Retinal neovascularization is a hallmark pathological process of numerous ocular diseases which comprise the most common causes of blindness and affect millions of people from infants to the elderly. Compared to large proteins, small peptides have advantages for therapeutic application in ocular diseases, especially for retinal diseases. In this study, we investigated a small peptide derived from human tissue-type plasminogen kringle 2 (t-PA kringle 2), named TKII-12, and investigated the effect of TKII-12 on various aspects of vascular endothelial growth factor (VEGF)-induced angiogenesis in vitro and in vivo.
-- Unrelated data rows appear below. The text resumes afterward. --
//! Spooler Engine
//!
//! Owns every piece of mutable spooler state (read cursor, partial line,
//! page counters, end-of-job counter and the renderer session) and
//! advances it one poll tick at a time:
//!
//! 1. Apply renderer lifecycle events that arrived since the last tick.
//! 2. Defer the tick while the renderer is starting or stopping.
//! 3. If the printer file grew and no renderer is running, start a job.
//! 4. Otherwise read one chunk, split it into lines, decode each line and
//!    write it to the renderer. A line the renderer cannot take rewinds the
//!    cursor to the start of that line so it is retried on a later tick.

use std::io;

use chrono::Local;
use tracing::{debug, info, warn};

use crate::decoder::PageState;
use crate::error::Result;
use crate::job::JobBoundaryTracker;
use crate::renderer::{Launcher, RendererCommand, RendererSession, RendererState};
use crate::stream::{Feed, LineAssembler, StreamCursor, LINE_TERMINATOR};

/// What a single tick did
#[derive(Debug, Clone, Copy, PartialEq, Eq)]
pub enum Tick {
    /// No unread bytes in the printer file
    Idle,
    /// Renderer is starting or stopping; nothing was read
    Deferred,
    /// The printer file could not be read; retried next tick
    Skipped,
    /// A renderer was launched for a new job
    JobStarted,
    /// A chunk was processed and the cursor moved by `advanced` bytes
    Progress { advanced: u64 },
}

/// Per-tick spooling pipeline
pub struct Engine<L> {
    cursor: StreamCursor,
    assembler: LineAssembler,
    page: PageState,
    jobs: JobBoundaryTracker,
    session: RendererSession<L>,
    command: RendererCommand,
    lines_per_page: u32,
}

impl<L: Launcher> Engine<L> {
    /// Create an engine reading from `cursor`
    pub fn new(
        cursor: StreamCursor,
        command: RendererCommand,
        lines_per_page: u32,
        launcher: L,
    ) -> Self {
        Self {
            cursor,
            assembler: LineAssembler::new(),
            page: PageState::new(),
            jobs: JobBoundaryTracker::new(),
            session: RendererSession::new(launcher),
            command,
            lines_per_page,
        }
    }

    /// Get a reference to the renderer session
    pub fn session(&self) -> &RendererSession<L> {
        &self.session
    }

    /// Get a reference to the read cursor
    pub fn cursor(&self) -> &StreamCursor {
        &self.cursor
    }

    /// Counters of the current job
    pub fn page(&self) -> PageState {
        self.page
    }

    /// End-of-job tracker of the current job
    pub fn jobs(&self) -> JobBoundaryTracker {
        self.jobs
    }

    /// Run one poll cycle
    ///
    /// Errors are fatal: a renderer that could not be launched or that
    /// exited with a non-zero status.
    pub fn tick(&mut self) -> Result<Tick> {
        self.session.poll_events()?;

        let state = self.session.state();
        if !state.accepts_work() {
            debug!(?state, "renderer busy, deferring tick");
            return Ok(Tick::Deferred);
        }

        let unread = match self.cursor.has_unread() {
            Ok(unread) => unread,
            Err(err) => {
                warn!(path = %self.cursor.path().display(), error = %err, "cannot access printer file");
                return Ok(Tick::Skipped);
            }
        };

        if state == RendererState::Stopped {
            // A partial line left behind by the last job already belongs
            // to the next one
            if !unread && self.assembler.pending().is_empty() {
                return Ok(Tick::Idle);
            }
            self.start_job();
            return Ok(Tick::JobStarted);
        }
        if !unread {
            return Ok(Tick::Idle);
        }

        self.pump()
    }

    fn start_job(&mut self) {
        let invocation = self.command.invocation(Local::now().naive_local());
        info!(output = %invocation.output.display(), "print job started");
        self.page.reset();
        self.jobs = JobBoundaryTracker::new();
        self.session.start(invocation);
    }

    /// Read one chunk and dispatch its complete lines
    fn pump(&mut self) -> Result<Tick> {
        let Self {
            cursor,
            assembler,
            page,
            jobs,
            session,
            lines_per_page,
            ..
        } = self;

        let before = cursor.offset();
        let chunk = match cursor.read_chunk() {
            Ok(chunk) => chunk,
            Err(err) => {
                warn!(path = %cursor.path().display(), error = %err, "cannot read printer file");
                return Ok(Tick::Skipped);
            }
        };
        let chunk_len = chunk.len();

        let feed = assembler.feed::<_, std::convert::Infallible>(chunk, |line| {
            Ok(dispatch_line(line, page, jobs, session, *lines_per_page))
        });

        match feed {
            Ok(Feed::Drained) => cursor.advance(chunk_len),
            Ok(Feed::Blocked { scanned, line_len }) => {
                cursor.advance(scanned);
                cursor.rewind(line_len);
                debug!(offset = cursor.offset(), "line deferred until renderer is ready");
            }
            Err(never) => match never {},
        }

        Ok(Tick::Progress {
            advanced: cursor.offset().saturating_sub(before),
        })
    }
}

/// Decode one line and hand it to the renderer
///
/// Returns `false` when the renderer cannot take the line; counters are
/// then left untouched so the retried line is accounted exactly once.
fn dispatch_line<L: Launcher>(
    line: &[u8],
    page: &mut PageState,
    jobs: &mut JobBoundaryTracker,
    session: &mut RendererSession<L>,
    lines_per_page: u32,
) -> bool {
    if line.is_empty() {
        return true;
    }
    if session.state() != RendererState::Running {
        return false;
    }

    let mut next_page = *page;
    let mut next_jobs = *jobs;
    let end_of_job = next_jobs.observe(line);

    let mut text = next_page.decode(line, lines_per_page).unwrap_or_default();
    if end_of_job {
        text.push(LINE_TERMINATOR);
    }

    if !text.is_empty() {
        if let Err(err) = session.write(&text) {
            if err.kind() == io::ErrorKind::WouldBlock {
                debug!("renderer is behind, retrying line later");
            } else {
                warn!(error = %err, "renderer did not take line, retrying later");
            }
            return false;
        }
    }

    *page = next_page;
    *jobs = next_jobs;

    if end_of_job {
        session.finish();
        info!(
            output = ?session.output().map(|p| p.display().to_string()),
            pages = page.page_count,
            "print job complete"
        );
    }
    true
}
Our results showed that TKII-12 effectively inhibited VEGF-induced human retinal microvascular endothelial cell proliferation, migration and tube formation on Matrigel dose-dependently as well as sequence-dependently. TKII-12 inhibited VEGF-induced formation of actin stress fibers and focal adhesions in vascular endothelial cells. Moreover, TKII-12 effectively inhibited retinal neovascularization in a mouse oxygen-induced retinopathy (OIR) model. Our study demonstrated that TKII-12 could effectively inhibit retinal angiogenesis in vitro and in vivo by eliminating the formation of focal adhesion complexes and the organization of actin stress fibers. TKII-12 can serve as a prototype for retinal angiogenesis inhibitory drug development.